Nigerian Jane Orobator (40), who lives in Castleknock, north Dublin, had hoped to travel to Laos to attend the trial but cannot afford it and will not make the trip "unless there's some kind or miracle".


Speaking to the Sunday Tribune, Orobator said she blames herself for the situation her daughter now finds herself in because she spent much of her life separated from her.


Twenty-year-old Samantha Orobator was arrested at Wattay airport in Laos last August after allegedly being caught with 680g of heroin while trying to board a plane to Thailand. She is being held at the Phonthong prison, which has a reputation for brutality. She fell pregnant after being raped while incarcerated five months ago. Her mother has questioned how this could occur in an all-women's prison and called for an investigation.


If found guilty she could face death by firing squad and although this is unlikely it cannot be completely ruled out yet, according to a spokeswoman for legal rights charity Reprieve.


Orobator sent her eight-year-old daughter from Nigeria to live with her sister in the UK in 1997 because Samantha's life was in danger, according to her mother. Two years later, pregnant Orobator also left her homeland with her two other daughters and came to Ireland seeking asylum.


Her eldest child grew up with her sister's family in London while Orobator raised her three other daughters alone in Ireland.


"I sent her to the UK, she had to leave very suddenly. I sent her away; I thought I was doing the best for her. But I blame myself for what has happened to her now. When I came to Ireland I did not want to unsettle her by moving her to Ireland."


Orobator, who is studying to be a psychiatric nurse, has discovered many grim facts about her daughter's life since her arrest 10 months ago.


The 20-year-old has att­empted suicide, been in abusive relationships with men and has also suffered a miscarriage.


The last time Orobator saw her daughter was in December 2007 when she visited her in Dublin. "She was always a very quiet girl, always curled up reading books.
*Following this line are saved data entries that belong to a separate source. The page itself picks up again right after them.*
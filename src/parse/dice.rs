use winnow::{
    ascii::dec_uint,
    combinator::{alt, cut_err, opt, preceded, repeat},
    error::{
        StrContext::{Expected, Label},
        StrContextValue::{CharLiteral, Description},
    },
    PResult, Parser,
};

use super::{DicePart, DropKeep, KeepKind, Modifier};
use crate::error::DiceError;

impl Modifier {
    pub fn join_all(modifiers: &[Modifier]) -> String {
        modifiers
            .iter()
            .map(|m| m.to_string())
            .collect::<Vec<_>>()
            .join("")
    }
}

impl DicePart {
    /// Creates a dice term, rejecting counts or sides of zero and drop/keep
    /// rules that conflict or cannot be satisfied.
    pub fn new(count: u32, sides: u32, modifiers: &[Modifier]) -> Result<Self, DiceError> {
        let notation = format!("{count}d{sides}{}", Modifier::join_all(modifiers));
        let invalid = |reason: String| DiceError::invalid_dice(&notation, reason);

        if count == 0 {
            return Err(invalid("dice count must be at least 1".to_string()));
        }
        if sides == 0 {
            return Err(invalid("dice must have at least 1 side".to_string()));
        }

        let mut drop_keep = DropKeep::default();
        for modifier in modifiers {
            match *modifier {
                Modifier::Drop(kind, amount) => {
                    if drop_keep.drop.replace((kind, amount)).is_some() {
                        return Err(invalid("only one drop rule is allowed".to_string()));
                    }
                }
                Modifier::Keep(kind, amount) => {
                    if drop_keep.keep.replace((kind, amount)).is_some() {
                        return Err(invalid("only one keep rule is allowed".to_string()));
                    }
                }
                Modifier::Explode(value) => drop_keep.explode = Some(value.unwrap_or(sides)),
                Modifier::Threshold(value) => drop_keep.threshold = Some(value),
            }
        }

        let mut remaining = count;
        if let Some((_, amount)) = drop_keep.drop {
            if amount == 0 || amount >= count {
                return Err(invalid(format!("cannot drop {amount} of {count} dice")));
            }
            remaining -= amount;
        }
        if let Some((_, amount)) = drop_keep.keep {
            if amount == 0 || amount > remaining {
                return Err(invalid(format!("cannot keep {amount} of {remaining} dice")));
            }
        }
        if let Some(value) = drop_keep.explode {
            if value == 0 || value > sides {
                return Err(invalid(format!("a d{sides} can never explode on {value}")));
            }
        }

        Ok(Self {
            count,
            sides,
            drop_keep,
        })
    }

    /// Parses dice notation such as `4d6dl1` or `d20x`. Case-insensitive.
    pub fn parse(notation: &str) -> Result<Self, DiceError> {
        let lowered = notation.trim().to_ascii_lowercase();
        let (count, sides, modifiers) = dice
            .parse(lowered.as_str())
            .map_err(|e| DiceError::invalid_dice(notation, e.to_string()))?;

        Self::new(count.unwrap_or(1), sides, &modifiers)
    }

    pub fn count(&self) -> u32 {
        self.count
    }
    pub fn sides(&self) -> u32 {
        self.sides
    }
    pub fn drop_keep(&self) -> DropKeep {
        self.drop_keep
    }
}

fn dice(input: &mut &str) -> PResult<(Option<u32>, u32, Vec<Modifier>)> {
    (
        opt(dec_uint).context(Label("dice count")),
        preceded(
            'd'.context(Expected(CharLiteral('d'))),
            cut_err(dec_uint)
                .context(Label("dice sides"))
                .context(Expected(Description("number of sides"))),
        ),
        repeat(0.., modifier),
    )
        .context(Label("Dice"))
        .parse_next(input)
}

fn modifier(input: &mut &str) -> PResult<Modifier> {
    alt((
        preceded("dl", cut_err(dec_uint)).map(|n| Modifier::Drop(KeepKind::Lowest, n)),
        preceded("dh", cut_err(dec_uint)).map(|n| Modifier::Drop(KeepKind::Highest, n)),
        preceded('d', cut_err(dec_uint)).map(|n| Modifier::Drop(KeepKind::Lowest, n)),
        preceded("kl", cut_err(dec_uint)).map(|n| Modifier::Keep(KeepKind::Lowest, n)),
        preceded("kh", cut_err(dec_uint)).map(|n| Modifier::Keep(KeepKind::Highest, n)),
        preceded('k', cut_err(dec_uint)).map(|n| Modifier::Keep(KeepKind::Highest, n)),
        preceded('x', opt(dec_uint)).map(Modifier::Explode),
        preceded('t', cut_err(dec_uint)).map(Modifier::Threshold),
    ))
    .context(Label("modifier"))
    .parse_next(input)
}

impl std::fmt::Display for DicePart {
    fn fmt(&self, f: &mut std::fmt::Formatter<'_>) -> std::fmt::Result {
        write!(f, "{}d{}", self.count, self.sides)?;

        let DropKeep {
            drop,
            keep,
            explode,
            threshold,
        } = self.drop_keep;
        if let Some((kind, amount)) = drop {
            write!(f, "{}", Modifier::Drop(kind, amount))?;
        }
        if let Some((kind, amount)) = keep {
            write!(f, "{}", Modifier::Keep(kind, amount))?;
        }
        if let Some(value) = explode {
            write!(f, "{}", Modifier::Explode(Some(value)))?;
        }
        if let Some(value) = threshold {
            write!(f, "{}", Modifier::Threshold(value))?;
        }
        Ok(())
    }
}

impl std::fmt::Display for Modifier {
    fn fmt(&self, f: &mut std::fmt::Formatter<'_>) -> std::fmt::Result {
        match self {
            Modifier::Drop(kind, amount) => write!(f, "d{kind}{amount}"),
            Modifier::Keep(kind, amount) => write!(f, "k{kind}{amount}"),
            Modifier::Explode(Some(value)) => write!(f, "x{value}"),
            Modifier::Explode(None) => write!(f, "x"),
            Modifier::Threshold(value) => write!(f, "t{value}"),
        }
    }
}

impl std::fmt::Display for KeepKind {
    fn fmt(&self, f: &mut std::fmt::Formatter<'_>) -> std::fmt::Result {
        // Always show the letter because it changes which one can be omitted
        // depending on if it's Drop or Keep
        let str = match self {
            KeepKind::Highest => "h",
            KeepKind::Lowest => "l",
        };

        write!(f, "{str}")
    }
}

#[cfg(test)]
mod tests {
    use winnow::Parser;

    use super::*;

    fn drop_keep(notation: &str) -> DropKeep {
        DicePart::parse(notation).unwrap().drop_keep()
    }

    fn reason(notation: &str) -> String {
        match DicePart::parse(notation).unwrap_err() {
            DiceError::InvalidDiceExpression { reason, .. } => reason,
            other => panic!("unexpected error {other:?}"),
        }
    }

    #[test]
    fn test_one_standard_d6() {
        let dice = DicePart::parse("1d6").unwrap();
        assert_eq!(dice.count(), 1);
        assert_eq!(dice.sides(), 6);
        assert_eq!(dice.drop_keep(), DropKeep::default());
    }

    #[test]
    fn test_one_standard_d6_without_count() {
        let dice = DicePart::parse("d6").unwrap();
        assert_eq!(dice.count(), 1);
        assert_eq!(dice.sides(), 6);
    }

    #[test]
    fn test_uppercase_notation() {
        let dice = DicePart::parse("4D6DL1").unwrap();
        assert_eq!(dice.count(), 4);
        assert_eq!(dice.drop_keep().drop, Some((KeepKind::Lowest, 1)));
    }

    #[test]
    fn test_drop_and_keep_together() {
        let dk = drop_keep("10d6dl3x6kh5");
        assert_eq!(dk.drop, Some((KeepKind::Lowest, 3)));
        assert_eq!(dk.keep, Some((KeepKind::Highest, 5)));
        assert_eq!(dk.explode, Some(6));
        assert_eq!(dk.threshold, None);
    }

    #[test]
    fn test_default_kinds() {
        assert_eq!(drop_keep("4d6d1").drop, Some((KeepKind::Lowest, 1)));
        assert_eq!(drop_keep("4d6k3").keep, Some((KeepKind::Highest, 3)));
        assert_eq!(drop_keep("4d6dh1").drop, Some((KeepKind::Highest, 1)));
        assert_eq!(drop_keep("4d6kl1").keep, Some((KeepKind::Lowest, 1)));
    }

    #[test]
    fn test_explode_defaults_to_max_face() {
        assert_eq!(drop_keep("3d8x").explode, Some(8));
        assert_eq!(drop_keep("3d8x1").explode, Some(1));
    }

    #[test]
    fn test_last_explode_and_threshold_apply() {
        let dk = drop_keep("3d8x7x8t2t5");
        assert_eq!(dk.explode, Some(8));
        assert_eq!(dk.threshold, Some(5));
    }

    #[test]
    fn test_zero_count_and_sides() {
        assert_eq!(reason("0d6"), "dice count must be at least 1");
        assert_eq!(reason("2d0"), "dice must have at least 1 side");
    }

    #[test]
    fn test_conflicting_rules() {
        assert_eq!(reason("4d6dl1dh1"), "only one drop rule is allowed");
        assert_eq!(reason("4d6kh3k2"), "only one keep rule is allowed");
    }

    #[test]
    fn test_impossible_amounts() {
        assert_eq!(reason("4d6dl4"), "cannot drop 4 of 4 dice");
        assert_eq!(reason("4d6dl0"), "cannot drop 0 of 4 dice");
        assert_eq!(reason("4d6kh5"), "cannot keep 5 of 4 dice");
        assert_eq!(reason("4d6dl2kh3"), "cannot keep 3 of 2 dice");
        assert_eq!(reason("4d6x7"), "a d6 can never explode on 7");
    }

    #[test]
    fn test_malformed_notation() {
        assert!(DicePart::parse("4d").is_err());
        assert!(DicePart::parse("4x6").is_err());
        assert!(DicePart::parse("4d6kh").is_err());
        assert!(DicePart::parse("4d6q").is_err());
    }

    #[test]
    fn test_display_normalizes() {
        assert_eq!(DicePart::parse("d6").unwrap().to_string(), "1d6");
        assert_eq!(
            DicePart::parse("10d6kh5x6dl3t4").unwrap().to_string(),
            "10d6dl3kh5x6t4"
        );
        assert_eq!(DicePart::parse("2d10x").unwrap().to_string(), "2d10x10");
    }

    #[test]
    fn test_modifier_parsing() {
        #[rustfmt::skip]
        let inputs = [
            ("dl2", Modifier::Drop(KeepKind::Lowest, 2)),
            ("dh3", Modifier::Drop(KeepKind::Highest, 3)),
            ("d4", Modifier::Drop(KeepKind::Lowest, 4)),
            ("kl1", Modifier::Keep(KeepKind::Lowest, 1)),
            ("kh2", Modifier::Keep(KeepKind::Highest, 2)),
            ("k3", Modifier::Keep(KeepKind::Highest, 3)),
            ("x", Modifier::Explode(None)),
            ("x5", Modifier::Explode(Some(5))),
            ("t4", Modifier::Threshold(4)),
        ];

        for (input, expected) in inputs {
            assert_eq!(modifier.parse(input).unwrap(), expected, "{input}");
        }
    }

    #[test]
    fn test_modifier_missing_amount() {
        for input in ["dl", "dh", "d", "kl", "kh", "k", "t"] {
            assert!(modifier.parse(input).is_err(), "{input}");
        }
    }
}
She did very well in school and was studying double science, she wanted to be a medical doctor. Her friend said she has low self-esteem and had suffered abuse from a man. She never told me. She kept all these things away from me."


Samantha phoned her mother from the Netherlands a month before she was arrested in Laos. "She called and told me she was in Holland on holidays with a friend. She never told me she was planning to travel anywhere else. She said she was going to fly home through Dublin to visit us."


Samantha has only been able to send one note to her mother from prison, which read: "All I need from you now is to help me now, mummy. I know the God that I serve has declared my freedom."


Orobator said her daughter did not smoke or drink and she finds it hard to believe she would smuggle drugs. "I don't know what happened. I want to ask her 'if you did do it, why did you do it'."


Anna Morris from the charity Reprieve is in Laos and hopes to visit Samantha in prison tomorrow ahead of her trial on Tuesday.